The European Union isn’t done with iTunes yet.
Though Apple’s deal with EMI on Monday to allow DRM-free downloads seemingly ends the complaints of some European governments and consumers groups that the company is unjustly tying iTunes songs to the iPod, the EU is still upset about region-specific iTunes stores.
The European Commission, the executive arm of the EU, said Tuesday it is deepening its antitrust investigation into the way Apple’s iTunes store restricts cross-border downloads within the European market.
According to the Times of London, Apple could face a fine as high as $637 million.
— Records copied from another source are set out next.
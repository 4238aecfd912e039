//! Builder error types

use std::fmt;

/// Errors raised by checked query building
#[derive(Debug, Clone, PartialEq)]
pub enum BuildError {
    /// A filter has an empty field name
    EmptyFieldName {
        /// "field" or "metadata"
        kind: &'static str,
        index: usize,
    },
    /// A field name, alias or metadata key is not a safe identifier
    InvalidIdentifier {
        identifier: String,
    },
    /// An aggregation is neither a known name nor a percentile in 0..=100
    UnknownAggregation {
        aggregation: String,
    },
    /// Nothing would be selected
    NoSelectColumns,
    /// No FROM source given
    NoSource,
}

impl fmt::Display for BuildError {
    fn fmt(&self, f: &mut fmt::Formatter<'_>) -> fmt::Result {
        match self {
            BuildError::EmptyFieldName { kind, index } => {
                write!(f, "Empty field name in {} filter #{}", kind, index)
            }
            BuildError::InvalidIdentifier { identifier } => {
                write!(f, "Invalid identifier '{}'", identifier)
            }
            BuildError::UnknownAggregation { aggregation } => {
                write!(f, "Unknown aggregation '{}'", aggregation)
            }
            BuildError::NoSelectColumns => {
                write!(f, "Query selects no columns")
            }
            BuildError::NoSource => {
                write!(f, "Query has no FROM source")
            }
        }
    }
}

impl std::error::Error for BuildError {}
//! Schema version definitions

use std::fmt;
use crate::dashboard::{Dashboard, SchemaVersionId};
use super::error::MigrationError;

/// Outcome of checking one version's invariants
#[derive(Debug, Clone, PartialEq, Eq)]
pub enum Verification {
    Satisfied,
    /// Path of the first field that does not satisfy the version
    MissingField(String),
}

impl Verification {
    /// `Satisfied` when `condition` holds, otherwise `MissingField(field)`
    pub fn require(condition: bool, field: &str) -> Self {
        if condition {
            Verification::Satisfied
        } else {
            Verification::MissingField(field.to_string())
        }
    }

    pub fn is_satisfied(&self) -> bool {
        matches!(self, Verification::Satisfied)
    }

    /// Evaluate `next` only if this is satisfied
    pub fn and_then(self, next: impl FnOnce() -> Verification) -> Verification {
        match self {
            Verification::Satisfied => next(),
            missing => missing,
        }
    }

    /// Prefix the missing field path with `prefix`
    pub fn within(self, prefix: &str) -> Verification {
        match self {
            Verification::MissingField(field) => Verification::MissingField(format!("{}.{}", prefix, field)),
            satisfied => satisfied,
        }
    }
}

impl fmt::Display for Verification {
    fn fmt(&self, f: &mut fmt::Formatter<'_>) -> fmt::Result {
        match self {
            Verification::Satisfied => write!(f, "satisfied"),
            Verification::MissingField(field) => write!(f, "missing '{}'", field),
        }
    }
}

/// Checks whether a dashboard already satisfies a version.
///
/// `Err` means the document could not be walked at all.
pub type VerifyFn = fn(&Dashboard) -> Result<Verification, MigrationError>;

/// Mutates a dashboard in place to satisfy a version
pub type UpdateFn = fn(&mut Dashboard) -> Result<(), MigrationError>;

/// One step in the ordered evolution of the dashboard schema.
///
/// Updates only add or normalize fields and leave satisfied fields alone,
/// so applying one to a document that is already current changes nothing.
#[derive(Clone, Copy)]
pub struct SchemaVersion {
    pub id: SchemaVersionId,
    pub description: &'static str,
    verify: VerifyFn,
    update: UpdateFn,
}

impl SchemaVersion {
    pub const fn new(id: u32, description: &'static str, verify: VerifyFn, update: UpdateFn) -> Self {
        Self {
            id: SchemaVersionId(id),
            description,
            verify,
            update,
        }
    }

    pub fn verify(&self, dashboard: &Dashboard) -> Result<Verification, MigrationError> {
        (self.verify)(dashboard)
    }

    pub fn update(&self, dashboard: &mut Dashboard) -> Result<(), MigrationError> {
        (self.update)(dashboard)
    }
}

impl fmt::Debug for SchemaVersion {
    fn fmt(&self, f: &mut fmt::Formatter<'_>) -> fmt::Result {
        f.debug_struct("SchemaVersion")
            .field("id", &self.id)
            .field("description", &self.description)
            .finish_non_exhaustive()
    }
}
The U.K. iTunes store charges 79p ($1.56) to download a single track. The same song costs e0.99 ($1.30), on Apple’s other European sites. This compares with 99¢ per track in the U.S.
In a statement of objections sent to Apple and several record labels, the EC competition commission objected to territorial restrictions that prevent users from taking advantage of the variable pricing for the same content.
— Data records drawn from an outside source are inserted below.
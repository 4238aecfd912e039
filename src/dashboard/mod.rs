//! Dashboard document types (nouns)
//!
//! A dashboard holds containers, each container holds widgets. Every level
//! keeps fields it does not model in a raw `extra` map so documents written
//! by newer code survive a load/save cycle.

mod document;
mod widget;
mod version;

pub use document::{Dashboard, DashboardParam, ContainerWidget, ContainerConfig};
pub use widget::{Widget, WidgetLayout, ChartConfig, ChartOptions, Tooltip, Datasource, DatasourceConfig, ResultsConfig};
pub use version::SchemaVersionId;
“Consumers can only buy music from the iTunes online store in their country of residence,” the commission said in a statement. “Consumers are thus restricted in their choice of where to buy music, and consequently what music is available and at what price.”
An Apple rep said the company would also like to end cross-border restrictions.
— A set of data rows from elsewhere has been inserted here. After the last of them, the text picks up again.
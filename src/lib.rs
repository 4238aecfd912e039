//! dashquery - Dashboard query compilation and document schema migration
//!
//! This library provides:
//! - Query properties types (QueryProperties, Filter, FilterClause, AggregationSpec)
//! - SQL text generation from query properties
//! - Typed dashboard documents with raw JSON passthrough
//! - Ordered schema-version migration of dashboard documents
//! - Loading query properties from YAML and dashboards from JSON
//!
//! # Architecture
//!
//! **Noun modules** (data structures):
//! - `query/` - declarative query description (QueryProperties, Filter, Aggregation)
//! - `dashboard/` - dashboard document tree (Dashboard, ContainerWidget, Widget)
//!
//! **Verb modules** (transformations):
//! - `parser/` - YAML/JSON → QueryProperties / Dashboard
//! - `builder/` - QueryProperties → SQL text
//! - `migration/` - Dashboard → Dashboard at the latest schema version
//!
//! # Example
//!
//! ```ignore
//! use dashquery::{build_query, Migrator, QueryTarget, parser};
//!
//! let mut dashboard = parser::parse_dashboard_file("dashboard.json")?;
//! let migrator = Migrator::with_builtin_versions();
//! migrator.migrate(&mut dashboard)?;
//!
//! for widget in dashboard.widgets() {
//!     let properties = widget.query_properties();
//!     let sql = build_query(&properties, &QueryTarget::from_table("samples.results"));
//! }
//! ```

pub mod query;
pub mod dashboard;
pub mod builder;
pub mod migration;
pub mod parser;
pub mod error;

// Re-export commonly used types
pub use query::{QueryProperties, Filter, FilterClause, DisplayMode, MatchRule, MatchOperand, Aggregation, AggregationSpec};
pub use dashboard::{Dashboard, ContainerWidget, ContainerConfig, Widget, Datasource, DatasourceConfig, SchemaVersionId};
pub use builder::{
    get_regexp_for_metadata, build_select_args, build_where_args, build_group_args,
    format_query, build_query, build_query_checked, QueryTarget, BuildError,
};
pub use migration::{Migrator, MigrationReport, MigrationError, SchemaVersion, Verification};
pub use error::ParseError;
“Apple has always wanted to operate a single pan-European iTunes store accessible by anyone from any member state, but we were advised by the music labels and publishers that there were legal limits to the rights they could grant us,” spokesman Steve Dowling told Daily Variety.
An EC rep backed up that argument.
“Our current view is that this is an arrangement which is imposed on Apple by the major record companies and we do not see a justification for it,” said EC spokesman Jonathan Todd, according to the Associated Press.
The statement of objections is a formal step in an antitrust investigation first launched in 2005 after a complaint from the British Office of Fair Trading alleging download charges were higher in the U.K. than elsewhere in Europe.
Apple and the record companies have two months to defend themselves in writing or at a hearing. The commission will then issue a final decision, along with potential fines.
The commission noted that the probe did not allege Apple is in a dominant market position and was not about the DRM issue.